Michigan Education Association

Alternative school’s curriculum infused with Native American culture

Staff given flexibility to better meet individual student needs.

In some ways, Christine Sanborn is a typical high school senior.

She likes to hang out with a few friends, and is counting down the days until graduation. The worst thing about school, she says with a laugh, is the cafeteria food.

Yet, Sanborn isn’t your average student in an average high school.

She’s one of about 100 students enrolled in Bimaadiziwin Alternative School in Grand Rapids, a program designed for at-risk students that has a special focus on providing a curriculum infused with Native American culture. Staff at the school work hard to understand students, believing that the experiences they bring with them play a significant role in their learning.

“We have to dig into their roots,” says teacher Ron Yob, who teaches culture classes that cover everything from Native foods, artwork, values, language and customs. Yob, who is chairman of the Grand River Bands of Ottawa Indians in Grand Rapids, pushes students to explore history from a Native American point of view.

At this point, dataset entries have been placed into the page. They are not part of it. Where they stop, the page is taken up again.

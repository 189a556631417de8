//! Config command - manage configuration.

use std::fs;
use std::path::PathBuf;

use clap::{Args, Subcommand};
use console::style;

use bizreg_core::AppConfig;

use super::default_config_path;

/// Arguments for the config command.
#[derive(Args)]
pub struct ConfigArgs {
    #[command(subcommand)]
    command: ConfigCommand,
}

#[derive(Subcommand)]
enum ConfigCommand {
    /// Show current configuration
    Show,

    /// Initialize a new configuration file
    Init(InitArgs),

    /// Show configuration file path
    Path,
}

#[derive(Args)]
struct InitArgs {
    /// Output path for configuration file
    #[arg(short, long)]
    output: Option<PathBuf>,

    /// Overwrite existing file
    #[arg(long)]
    force: bool,
}

pub async fn run(args: ConfigArgs) -> anyhow::Result<()> {
    match args.command {
        ConfigCommand::Show => show_config(),
        ConfigCommand::Init(init_args) => init_config(init_args),
        ConfigCommand::Path => show_path(),
    }
}

fn show_config() -> anyhow::Result<()> {
    let config_path = default_config_path();

    let config = if config_path.exists() {
        AppConfig::from_file(&config_path)?
    } else {
        println!(
            "{} No config file found, showing defaults.",
            style("ℹ").blue()
        );
        AppConfig::default()
    };

    println!("{}", serde_json::to_string_pretty(&config)?);

    Ok(())
}

fn init_config(args: InitArgs) -> anyhow::Result<()> {
    let output_path = args.output.unwrap_or_else(default_config_path);

    if output_path.exists() && !args.force {
        anyhow::bail!(
            "Config file already exists at {}. Use --force to overwrite.",
            output_path.display()
        );
    }

    if let Some(parent) = output_path.parent() {
        fs::create_dir_all(parent)?;
    }

    let config = AppConfig::default();
    config.save(&output_path)?;

    println!(
        "{} Created configuration file at {}",
        style("✓").green(),
        output_path.display()
    );

    Ok(())
}

fn show_path() -> anyhow::Result<()> {
    let config_path = default_config_path();

    println!("Configuration file: {}", config_path.display());

    if config_path.exists() {
        println!("Status: {}", style("exists").green());
    } else {
        println!("Status: {}", style("not created").yellow());
        println!();
        println!("Run 'bizreg config init' to create a configuration file.");
    }

    Ok(())
}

Some Bimaadiziwin students are Native American, but not all are. Some couldn’t cut it in the traditional high school setting because of academic challenges or poor attendance. Some are teen parents, or were abandoned by their own parents. Some students have spent time in the criminal justice system—or have parents serving time.

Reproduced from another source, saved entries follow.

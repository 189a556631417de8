//! Attached-file metadata models.

use chrono::{DateTime, Utc};
use serde::{Deserialize, Serialize};

/// Status value for a file row that is live.
pub const FILE_STATUS_ACTIVE: &str = "사용중";

/// Kind of attached document.
#[derive(Debug, Clone, PartialEq, Eq, Serialize, Deserialize)]
#[serde(rename_all = "snake_case")]
pub enum FileKind {
    /// Business registration certificate (image or text).
    BusinessLicense,
    /// Credit report.
    Credit,
    /// Call recording.
    CallRecording,
    /// Anything else, stored verbatim.
    #[serde(untagged)]
    Other(String),
}

impl FileKind {
    /// Normalize the loose client-side spellings into the stored kind.
    pub fn from_raw(raw: &str) -> Self {
        match raw {
            "business_license" | "businessLicense" | "biz_license" | "biz_license_text"
            | "business_license_text" => FileKind::BusinessLicense,
            "credit" => FileKind::Credit,
            "call_recording" | "callRecording" => FileKind::CallRecording,
            "" => FileKind::Other("other".to_string()),
            other => FileKind::Other(other.to_string()),
        }
    }

    /// Stored string form.
    pub fn as_str(&self) -> &str {
        match self {
            FileKind::BusinessLicense => "business_license",
            FileKind::Credit => "credit",
            FileKind::CallRecording => "call_recording",
            FileKind::Other(s) => s,
        }
    }
}

/// True when the client declared the upload as a plain-text license dump that
/// must be read directly instead of routed through OCR.
pub fn is_text_file_type(raw: &str) -> bool {
    raw == "biz_license_text" || raw == "business_license_text"
}

/// A persisted file row.
#[derive(Debug, Clone, PartialEq, Eq, Serialize, Deserialize)]
#[serde(rename_all = "camelCase")]
pub struct FileRecord {
    pub id: i64,
    pub company_id: String,
    pub file_type: FileKind,

    /// File name as uploaded by the user.
    pub original_name: String,

    /// UUID-based name the blob is stored under.
    pub stored_name: String,

    /// Web-accessible path, e.g. `/uploads/<stored_name>`.
    pub path: String,

    /// Raw text recovered from the file (OCR result or direct read).
    #[serde(skip_serializing_if = "Option::is_none")]
    pub extracted_text: Option<String>,

    pub status: Option<String>,
    pub created_at: DateTime<Utc>,
}

/// Fields for inserting a new file row.
#[derive(Debug, Clone)]
pub struct NewFileRecord {
    pub company_id: String,
    pub file_type: FileKind,
    pub original_name: String,
    pub stored_name: String,
    pub path: String,
    pub extracted_text: Option<String>,
    pub status: Option<String>,
}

“Growing up is not easy,” says principal Charles Moore, who came out of retirement last year to work at the school. “You’ve got to believe in these students long enough so they can believe in themselves.”

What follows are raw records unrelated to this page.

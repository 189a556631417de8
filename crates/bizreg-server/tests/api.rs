//! End-to-end tests for the HTTP API, driven through the router without a
//! listening socket. OCR stays unconfigured; license text files exercise the
//! full preview/upload path.

use axum::body::Body;
use axum::http::{Request, StatusCode};
use http_body_util::BodyExt;
use serde_json::Value;
use tower::util::ServiceExt;

use bizreg_core::Store;
use bizreg_server::storage::BlobStore;
use bizreg_server::{router, AppState};

const BOUNDARY: &str = "bizreg-test-boundary";

const LICENSE_TEXT: &str = "\
사업자등록증
등록번호: 123-45-67890
상호: (주)테스트컴퍼니
대 표 자 : 홍길동
개업연월일 2020년 3월 5일
사업장 소재지: 서울특별시 강남구 테헤란로 123
업태: 도매 및 소매업
종목: 전자제품 판매
";

struct TestApp {
    router: axum::Router,
    // Kept alive so the uploads directory survives the test.
    _uploads: tempfile::TempDir,
}

fn test_app() -> TestApp {
    let uploads = tempfile::tempdir().unwrap();
    let state = AppState::new(
        Store::in_memory().unwrap(),
        BlobStore::new(uploads.path()),
        None,
    );
    TestApp {
        router: router(state),
        _uploads: uploads,
    }
}

fn multipart_body(text_fields: &[(&str, &str)], file: Option<(&str, &str, &str)>) -> Body {
    let mut body = String::new();
    for (name, value) in text_fields {
        body.push_str(&format!(
            "--{BOUNDARY}\r\nContent-Disposition: form-data; name=\"{name}\"\r\n\r\n{value}\r\n"
        ));
    }
    if let Some((file_name, content_type, content)) = file {
        body.push_str(&format!(
            "--{BOUNDARY}\r\nContent-Disposition: form-data; name=\"file\"; \
             filename=\"{file_name}\"\r\nContent-Type: {content_type}\r\n\r\n{content}\r\n"
        ));
    }
    body.push_str(&format!("--{BOUNDARY}--\r\n"));
    Body::from(body)
}

fn multipart_request(uri: &str, body: Body) -> Request<Body> {
    Request::builder()
        .method("POST")
        .uri(uri)
        .header(
            "content-type",
            format!("multipart/form-data; boundary={BOUNDARY}"),
        )
        .body(body)
        .unwrap()
}

async fn json_body(response: axum::response::Response) -> Value {
    let bytes = response.into_body().collect().await.unwrap().to_bytes();
    serde_json::from_slice(&bytes).unwrap()
}

#[tokio::test]
async fn preview_from_text_file_extracts_fields() {
    let app = test_app();

    let body = multipart_body(
        &[("fileType", "biz_license_text")],
        Some(("license.txt", "text/plain", LICENSE_TEXT)),
    );
    let response = app
        .router
        .clone()
        .oneshot(multipart_request("/api/companies/preview-from-file", body))
        .await
        .unwrap();

    assert_eq!(response.status(), StatusCode::OK);
    let json = json_body(response).await;

    assert!(json["rawText"].as_str().unwrap().contains("등록번호"));
    assert_eq!(json["parsed"]["companyName"], "주테스트컴퍼니");
    assert_eq!(json["parsed"]["businessNumber"], "123-45-67890");
    assert_eq!(json["parsed"]["representativeName"], "홍길동");
    assert_eq!(json["parsed"]["establishedAt"], "2020-03-05");
}

#[tokio::test]
async fn preview_image_without_ocr_is_bad_gateway() {
    let app = test_app();

    let body = multipart_body(&[], Some(("license.jpg", "image/jpeg", "not-really-an-image")));
    let response = app
        .router
        .clone()
        .oneshot(multipart_request("/api/companies/preview-from-file", body))
        .await
        .unwrap();

    assert_eq!(response.status(), StatusCode::BAD_GATEWAY);
}

#[tokio::test]
async fn preview_without_file_is_bad_request() {
    let app = test_app();

    let body = multipart_body(&[("fileType", "biz_license")], None);
    let response = app
        .router
        .clone()
        .oneshot(multipart_request("/api/companies/preview-from-file", body))
        .await
        .unwrap();

    assert_eq!(response.status(), StatusCode::BAD_REQUEST);
}

#[tokio::test]
async fn company_crud_roundtrip() {
    let app = test_app();

    // Create from a multipart form.
    let body = multipart_body(
        &[
            ("companyName", "테스트컴퍼니"),
            ("businessNumber", "123-45-67890"),
            ("representativeName", "홍길동"),
            ("establishedAt", "2020-03-05"),
        ],
        None,
    );
    let response = app
        .router
        .clone()
        .oneshot(multipart_request("/api/companies", body))
        .await
        .unwrap();
    assert_eq!(response.status(), StatusCode::CREATED);
    let created = json_body(response).await;
    let id = created["id"].as_str().unwrap().to_string();
    assert_eq!(created["companyName"], "테스트컴퍼니");
    assert_eq!(created["establishedAt"], "2020-03-05");

    // Fetch it back.
    let response = app
        .router
        .clone()
        .oneshot(
            Request::builder()
                .uri(format!("/api/companies/{id}"))
                .body(Body::empty())
                .unwrap(),
        )
        .await
        .unwrap();
    assert_eq!(response.status(), StatusCode::OK);

    // Partial update via JSON; omitted fields must survive.
    let update = serde_json::json!({
        "companyName": "갱신된 상호",
    });
    let response = app
        .router
        .clone()
        .oneshot(
            Request::builder()
                .method("PUT")
                .uri(format!("/api/companies/{id}"))
                .header("content-type", "application/json")
                .body(Body::from(update.to_string()))
                .unwrap(),
        )
        .await
        .unwrap();
    assert_eq!(response.status(), StatusCode::OK);
    let updated = json_body(response).await;
    assert_eq!(updated["companyName"], "갱신된 상호");
    assert_eq!(updated["businessNumber"], "123-45-67890");
    assert_eq!(updated["representativeName"], "홍길동");
    assert_eq!(updated["establishedAt"], "2020-03-05");

    // Delete, then the fetch is a 404.
    let response = app
        .router
        .clone()
        .oneshot(
            Request::builder()
                .method("DELETE")
                .uri(format!("/api/companies/{id}"))
                .body(Body::empty())
                .unwrap(),
        )
        .await
        .unwrap();
    assert_eq!(response.status(), StatusCode::OK);

    let response = app
        .router
        .clone()
        .oneshot(
            Request::builder()
                .uri(format!("/api/companies/{id}"))
                .body(Body::empty())
                .unwrap(),
        )
        .await
        .unwrap();
    assert_eq!(response.status(), StatusCode::NOT_FOUND);
}

#[tokio::test]
async fn upload_to_missing_company_is_not_found() {
    let app = test_app();

    let body = multipart_body(
        &[("fileType", "biz_license_text")],
        Some(("license.txt", "text/plain", LICENSE_TEXT)),
    );
    let response = app
        .router
        .clone()
        .oneshot(multipart_request("/api/companies/no-such-id/upload", body))
        .await
        .unwrap();

    assert_eq!(response.status(), StatusCode::NOT_FOUND);
}

#[tokio::test]
async fn upload_text_license_stores_extracted_text_and_downloads() {
    let app = test_app();

    // Create a bare company first.
    let response = app
        .router
        .clone()
        .oneshot(multipart_request(
            "/api/companies",
            multipart_body(&[("companyName", "테스트컴퍼니")], None),
        ))
        .await
        .unwrap();
    let id = json_body(response).await["id"].as_str().unwrap().to_string();

    // Attach a text license.
    let body = multipart_body(
        &[("fileType", "biz_license_text")],
        Some(("license.txt", "text/plain", LICENSE_TEXT)),
    );
    let response = app
        .router
        .clone()
        .oneshot(multipart_request(
            &format!("/api/companies/{id}/upload"),
            body,
        ))
        .await
        .unwrap();
    assert_eq!(response.status(), StatusCode::OK);
    let uploaded = json_body(response).await;
    assert_eq!(uploaded["file"]["fileType"], "business_license");
    assert!(uploaded["file"]["extractedText"]
        .as_str()
        .unwrap()
        .contains("홍길동"));
    let file_id = uploaded["file"]["id"].as_i64().unwrap();

    // The company's file list sees it.
    let response = app
        .router
        .clone()
        .oneshot(
            Request::builder()
                .uri(format!("/api/companies/{id}/files"))
                .body(Body::empty())
                .unwrap(),
        )
        .await
        .unwrap();
    let files = json_body(response).await;
    assert_eq!(files.as_array().unwrap().len(), 1);

    // And the blob downloads with the original name attached.
    let response = app
        .router
        .clone()
        .oneshot(
            Request::builder()
                .uri(format!("/api/files/{file_id}/download"))
                .body(Body::empty())
                .unwrap(),
        )
        .await
        .unwrap();
    assert_eq!(response.status(), StatusCode::OK);
    let disposition = response
        .headers()
        .get("content-disposition")
        .unwrap()
        .to_str()
        .unwrap()
        .to_string();
    assert!(disposition.starts_with("attachment; filename*=UTF-8''"));
    let bytes = response.into_body().collect().await.unwrap().to_bytes();
    assert_eq!(bytes, LICENSE_TEXT.as_bytes());
}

One of the best things about Bimaadiziwin school is the flexibility that staff have to meet individual student needs. Staff feel empowered to make the educational program work for students, resisting the urge to force students to conform to a traditional school setting.

“They’re used to being in a situation with tension,” Yob says. “In their previous schools, they were trying to be defiant, trying to keep up with expectations, and they got so lost. It just took away from what they were trying to do.”

Teacher Sue Maturkanich says students feel a sense of belonging because respect is modeled—and extended to the students.

“I love my job,” Maturkanich said. “There’s so much that can be done. If they’re willing, the sky’s the limit.”

Added Yob: “Working here, you’re taking something that everybody else gave up on and you’re making February 10, 2009

Maturkanich is not Native American, but she grew up in a poor household and didn’t speak English when she entered school. She believes her own experiences help her understand some of the challenges faced by her students.

In her classes, she promotes character education by incorporating seven principles used by many Anishinaabe people as a guide to living. The teachings are known as the Seven Grandfathers, representing wisdom, love, respect, bravery, honesty, humility and truth.

This spring, nearly 20 Bimaadiziwin students are expected to earn diplomas, including Sanborn, who transferred to the school about three years ago.

“I’m thinking about taking a couple of community college classes and maybe going into real estate," she said.